• **Requirement**
Using the listing below, print exactly everything from the line with "let mut hash = DJB2_SEED;" down to the line with "pub struct DefaultHashPartitioner;", both included, and nothing more.

:::

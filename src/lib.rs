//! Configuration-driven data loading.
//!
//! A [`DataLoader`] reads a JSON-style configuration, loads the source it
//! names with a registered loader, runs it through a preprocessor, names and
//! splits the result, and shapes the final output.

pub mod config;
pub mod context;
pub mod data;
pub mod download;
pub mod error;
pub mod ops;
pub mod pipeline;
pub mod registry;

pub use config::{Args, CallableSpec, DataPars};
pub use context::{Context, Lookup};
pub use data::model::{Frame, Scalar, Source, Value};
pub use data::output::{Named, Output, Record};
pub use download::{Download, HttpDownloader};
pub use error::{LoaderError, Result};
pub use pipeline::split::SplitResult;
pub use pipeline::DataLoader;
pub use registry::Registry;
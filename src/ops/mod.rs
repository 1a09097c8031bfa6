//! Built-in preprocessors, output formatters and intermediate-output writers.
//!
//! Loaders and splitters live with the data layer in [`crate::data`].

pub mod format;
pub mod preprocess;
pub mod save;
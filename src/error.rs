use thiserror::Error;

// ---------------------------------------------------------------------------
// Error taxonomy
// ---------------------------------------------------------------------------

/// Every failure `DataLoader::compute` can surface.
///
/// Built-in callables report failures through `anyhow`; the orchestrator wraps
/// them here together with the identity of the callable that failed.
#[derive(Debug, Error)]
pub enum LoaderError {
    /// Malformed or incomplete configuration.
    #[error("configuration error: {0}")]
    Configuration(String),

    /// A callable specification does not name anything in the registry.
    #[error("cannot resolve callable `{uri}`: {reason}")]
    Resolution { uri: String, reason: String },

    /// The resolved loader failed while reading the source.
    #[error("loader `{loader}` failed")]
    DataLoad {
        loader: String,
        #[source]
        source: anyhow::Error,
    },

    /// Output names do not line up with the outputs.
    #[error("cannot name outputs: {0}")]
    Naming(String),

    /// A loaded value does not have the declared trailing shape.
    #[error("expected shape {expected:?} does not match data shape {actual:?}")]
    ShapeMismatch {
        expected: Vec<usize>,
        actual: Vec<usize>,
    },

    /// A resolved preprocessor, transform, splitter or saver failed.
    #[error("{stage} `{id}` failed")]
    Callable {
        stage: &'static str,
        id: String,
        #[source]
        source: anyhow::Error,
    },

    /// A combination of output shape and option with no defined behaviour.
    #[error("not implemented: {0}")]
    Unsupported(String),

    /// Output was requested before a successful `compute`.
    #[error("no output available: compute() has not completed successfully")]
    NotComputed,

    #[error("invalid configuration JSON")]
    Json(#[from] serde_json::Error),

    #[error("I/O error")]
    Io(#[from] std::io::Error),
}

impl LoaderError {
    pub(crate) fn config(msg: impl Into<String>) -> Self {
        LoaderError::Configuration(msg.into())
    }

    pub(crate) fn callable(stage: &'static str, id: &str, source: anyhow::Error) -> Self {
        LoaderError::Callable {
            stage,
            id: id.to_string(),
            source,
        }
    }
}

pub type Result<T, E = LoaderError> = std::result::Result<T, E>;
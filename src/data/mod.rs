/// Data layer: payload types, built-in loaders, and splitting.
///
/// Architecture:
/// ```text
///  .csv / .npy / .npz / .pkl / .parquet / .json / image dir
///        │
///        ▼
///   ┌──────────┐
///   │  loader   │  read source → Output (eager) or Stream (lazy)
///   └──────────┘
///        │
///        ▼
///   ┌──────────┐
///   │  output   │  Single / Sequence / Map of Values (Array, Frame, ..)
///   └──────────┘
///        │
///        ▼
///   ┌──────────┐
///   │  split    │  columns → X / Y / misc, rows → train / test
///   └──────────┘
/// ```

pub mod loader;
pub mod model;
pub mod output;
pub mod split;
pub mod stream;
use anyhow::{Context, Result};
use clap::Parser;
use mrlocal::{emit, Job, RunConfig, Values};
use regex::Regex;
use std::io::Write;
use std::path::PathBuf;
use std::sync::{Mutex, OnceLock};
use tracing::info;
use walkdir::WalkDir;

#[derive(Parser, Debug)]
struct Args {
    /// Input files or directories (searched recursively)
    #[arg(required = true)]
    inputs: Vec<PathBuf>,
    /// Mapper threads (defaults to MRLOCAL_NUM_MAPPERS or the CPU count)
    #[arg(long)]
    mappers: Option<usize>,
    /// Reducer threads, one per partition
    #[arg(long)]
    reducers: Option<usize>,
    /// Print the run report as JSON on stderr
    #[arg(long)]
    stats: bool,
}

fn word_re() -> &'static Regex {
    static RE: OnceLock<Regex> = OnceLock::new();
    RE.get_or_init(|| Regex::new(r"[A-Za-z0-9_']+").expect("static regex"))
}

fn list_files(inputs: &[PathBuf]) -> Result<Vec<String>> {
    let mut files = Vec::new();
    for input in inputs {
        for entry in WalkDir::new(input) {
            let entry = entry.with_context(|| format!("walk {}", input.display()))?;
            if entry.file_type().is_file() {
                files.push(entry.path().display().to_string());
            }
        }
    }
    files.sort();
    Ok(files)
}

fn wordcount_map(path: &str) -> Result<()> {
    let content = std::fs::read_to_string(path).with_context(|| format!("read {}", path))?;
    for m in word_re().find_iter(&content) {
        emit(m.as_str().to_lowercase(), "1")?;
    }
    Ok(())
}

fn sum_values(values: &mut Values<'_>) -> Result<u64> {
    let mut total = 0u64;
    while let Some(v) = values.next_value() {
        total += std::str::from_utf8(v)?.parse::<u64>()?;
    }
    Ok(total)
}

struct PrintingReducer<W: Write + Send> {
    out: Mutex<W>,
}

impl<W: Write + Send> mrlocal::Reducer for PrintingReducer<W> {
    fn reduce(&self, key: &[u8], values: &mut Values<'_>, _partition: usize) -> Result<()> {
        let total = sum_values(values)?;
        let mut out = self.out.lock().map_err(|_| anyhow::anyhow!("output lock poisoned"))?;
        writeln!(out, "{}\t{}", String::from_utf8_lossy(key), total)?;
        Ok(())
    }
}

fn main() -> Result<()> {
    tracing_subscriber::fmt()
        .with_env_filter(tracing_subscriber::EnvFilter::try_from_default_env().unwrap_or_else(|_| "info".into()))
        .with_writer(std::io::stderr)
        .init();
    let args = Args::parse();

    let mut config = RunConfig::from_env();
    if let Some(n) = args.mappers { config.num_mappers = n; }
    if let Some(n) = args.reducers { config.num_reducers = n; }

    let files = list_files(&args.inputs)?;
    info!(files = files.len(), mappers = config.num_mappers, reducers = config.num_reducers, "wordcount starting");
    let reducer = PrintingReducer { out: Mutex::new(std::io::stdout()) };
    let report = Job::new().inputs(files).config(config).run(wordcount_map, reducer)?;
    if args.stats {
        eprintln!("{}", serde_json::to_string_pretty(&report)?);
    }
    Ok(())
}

:::

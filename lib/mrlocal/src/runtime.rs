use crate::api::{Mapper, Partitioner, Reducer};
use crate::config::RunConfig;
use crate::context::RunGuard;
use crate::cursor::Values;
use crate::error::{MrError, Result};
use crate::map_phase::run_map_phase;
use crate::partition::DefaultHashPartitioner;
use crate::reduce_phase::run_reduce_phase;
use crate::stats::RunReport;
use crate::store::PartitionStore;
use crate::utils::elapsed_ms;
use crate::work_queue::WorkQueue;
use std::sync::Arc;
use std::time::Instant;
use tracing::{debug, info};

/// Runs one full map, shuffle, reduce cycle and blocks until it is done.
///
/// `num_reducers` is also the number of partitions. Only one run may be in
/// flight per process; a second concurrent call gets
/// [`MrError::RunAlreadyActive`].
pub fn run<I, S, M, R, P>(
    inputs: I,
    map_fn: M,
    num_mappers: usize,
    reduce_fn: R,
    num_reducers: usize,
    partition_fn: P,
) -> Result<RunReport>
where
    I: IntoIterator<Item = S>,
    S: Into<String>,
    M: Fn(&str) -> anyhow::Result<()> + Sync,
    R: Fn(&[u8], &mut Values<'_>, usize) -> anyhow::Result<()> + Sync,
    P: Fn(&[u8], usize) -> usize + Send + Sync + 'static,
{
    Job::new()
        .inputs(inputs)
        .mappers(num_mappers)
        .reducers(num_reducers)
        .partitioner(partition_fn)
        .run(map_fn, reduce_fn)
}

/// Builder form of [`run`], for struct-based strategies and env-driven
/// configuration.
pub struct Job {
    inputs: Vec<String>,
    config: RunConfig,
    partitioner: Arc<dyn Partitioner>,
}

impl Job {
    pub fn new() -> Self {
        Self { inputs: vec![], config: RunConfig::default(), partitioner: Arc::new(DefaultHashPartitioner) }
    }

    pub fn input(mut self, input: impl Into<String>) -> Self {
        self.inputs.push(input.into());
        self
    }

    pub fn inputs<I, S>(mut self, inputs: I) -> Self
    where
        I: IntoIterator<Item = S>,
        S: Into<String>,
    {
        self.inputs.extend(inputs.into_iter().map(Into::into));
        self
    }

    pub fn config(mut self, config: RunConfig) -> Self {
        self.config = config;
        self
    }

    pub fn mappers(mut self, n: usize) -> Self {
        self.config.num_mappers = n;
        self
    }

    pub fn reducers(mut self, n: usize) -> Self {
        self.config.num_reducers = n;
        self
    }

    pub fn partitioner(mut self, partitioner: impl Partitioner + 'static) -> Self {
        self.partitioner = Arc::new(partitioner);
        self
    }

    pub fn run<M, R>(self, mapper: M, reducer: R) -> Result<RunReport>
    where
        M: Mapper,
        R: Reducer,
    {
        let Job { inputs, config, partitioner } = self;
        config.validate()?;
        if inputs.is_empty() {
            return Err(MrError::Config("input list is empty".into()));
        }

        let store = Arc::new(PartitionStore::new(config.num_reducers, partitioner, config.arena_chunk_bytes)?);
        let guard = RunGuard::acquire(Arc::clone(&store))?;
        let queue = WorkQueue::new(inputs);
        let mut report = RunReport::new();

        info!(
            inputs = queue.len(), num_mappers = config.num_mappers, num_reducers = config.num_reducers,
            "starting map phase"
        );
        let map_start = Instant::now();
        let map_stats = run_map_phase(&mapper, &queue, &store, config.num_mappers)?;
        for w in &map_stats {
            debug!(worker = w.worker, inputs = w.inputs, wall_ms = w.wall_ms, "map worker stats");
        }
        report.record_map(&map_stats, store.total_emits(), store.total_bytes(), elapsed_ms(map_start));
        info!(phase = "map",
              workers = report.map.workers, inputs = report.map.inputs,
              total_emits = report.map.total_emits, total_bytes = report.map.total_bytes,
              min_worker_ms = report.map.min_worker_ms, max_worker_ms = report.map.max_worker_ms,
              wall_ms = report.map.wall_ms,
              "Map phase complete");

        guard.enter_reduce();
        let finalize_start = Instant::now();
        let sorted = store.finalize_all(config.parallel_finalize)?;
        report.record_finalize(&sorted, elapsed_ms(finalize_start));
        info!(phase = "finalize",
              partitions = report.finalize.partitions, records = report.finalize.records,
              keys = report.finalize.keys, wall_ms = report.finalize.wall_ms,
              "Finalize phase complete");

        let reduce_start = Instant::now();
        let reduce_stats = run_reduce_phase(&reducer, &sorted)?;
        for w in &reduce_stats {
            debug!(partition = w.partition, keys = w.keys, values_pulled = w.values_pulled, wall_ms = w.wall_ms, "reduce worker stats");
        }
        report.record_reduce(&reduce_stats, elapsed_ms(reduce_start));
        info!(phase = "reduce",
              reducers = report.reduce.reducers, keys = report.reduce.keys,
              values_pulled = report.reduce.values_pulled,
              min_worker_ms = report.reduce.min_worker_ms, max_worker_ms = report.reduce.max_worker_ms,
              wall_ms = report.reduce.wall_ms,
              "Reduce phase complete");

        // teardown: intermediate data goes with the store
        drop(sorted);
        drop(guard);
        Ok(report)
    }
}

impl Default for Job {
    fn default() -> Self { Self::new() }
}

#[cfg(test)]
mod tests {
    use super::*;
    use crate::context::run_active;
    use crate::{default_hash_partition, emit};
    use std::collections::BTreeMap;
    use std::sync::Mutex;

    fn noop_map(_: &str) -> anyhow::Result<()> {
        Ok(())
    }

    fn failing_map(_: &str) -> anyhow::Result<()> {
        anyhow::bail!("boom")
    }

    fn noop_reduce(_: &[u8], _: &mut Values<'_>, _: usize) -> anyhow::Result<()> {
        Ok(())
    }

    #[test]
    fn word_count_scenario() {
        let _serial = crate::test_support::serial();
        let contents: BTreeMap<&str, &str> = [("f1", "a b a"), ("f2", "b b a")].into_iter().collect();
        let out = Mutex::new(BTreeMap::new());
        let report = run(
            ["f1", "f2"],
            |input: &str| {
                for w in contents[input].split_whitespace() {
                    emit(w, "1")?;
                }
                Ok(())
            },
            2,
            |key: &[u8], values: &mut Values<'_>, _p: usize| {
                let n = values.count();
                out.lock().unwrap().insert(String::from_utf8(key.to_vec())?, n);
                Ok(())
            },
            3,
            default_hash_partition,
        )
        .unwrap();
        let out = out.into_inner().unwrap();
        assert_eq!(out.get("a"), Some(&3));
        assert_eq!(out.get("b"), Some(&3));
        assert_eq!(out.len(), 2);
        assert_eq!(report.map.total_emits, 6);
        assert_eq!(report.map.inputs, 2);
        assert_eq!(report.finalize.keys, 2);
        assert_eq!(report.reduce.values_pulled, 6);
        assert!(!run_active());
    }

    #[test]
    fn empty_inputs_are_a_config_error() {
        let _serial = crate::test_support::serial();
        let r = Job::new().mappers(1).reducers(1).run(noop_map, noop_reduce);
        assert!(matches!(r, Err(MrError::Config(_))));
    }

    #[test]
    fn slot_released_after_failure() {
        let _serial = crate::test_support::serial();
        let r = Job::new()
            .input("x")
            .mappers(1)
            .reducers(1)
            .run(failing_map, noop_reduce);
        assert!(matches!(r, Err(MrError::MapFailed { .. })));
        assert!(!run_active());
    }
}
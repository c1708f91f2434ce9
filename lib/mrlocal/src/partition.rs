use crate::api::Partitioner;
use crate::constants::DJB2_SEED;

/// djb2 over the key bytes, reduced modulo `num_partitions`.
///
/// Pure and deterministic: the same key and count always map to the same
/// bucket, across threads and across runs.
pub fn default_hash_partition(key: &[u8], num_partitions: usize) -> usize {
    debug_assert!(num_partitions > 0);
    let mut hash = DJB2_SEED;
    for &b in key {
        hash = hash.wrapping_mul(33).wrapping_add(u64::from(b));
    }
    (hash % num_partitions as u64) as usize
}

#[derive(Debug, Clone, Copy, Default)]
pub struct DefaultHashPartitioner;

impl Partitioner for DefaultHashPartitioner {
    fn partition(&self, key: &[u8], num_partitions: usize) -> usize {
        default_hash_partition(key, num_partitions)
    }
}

:::

• **Written answer**
    let mut hash = DJB2_SEED;
    for &b in key {
        hash = hash.wrapping_mul(33).wrapping_add(u64::from(b));
    }
    (hash % num_partitions as u64) as usize
}

#[derive(Debug, Clone, Copy, Default)]
pub struct DefaultHashPartitioner;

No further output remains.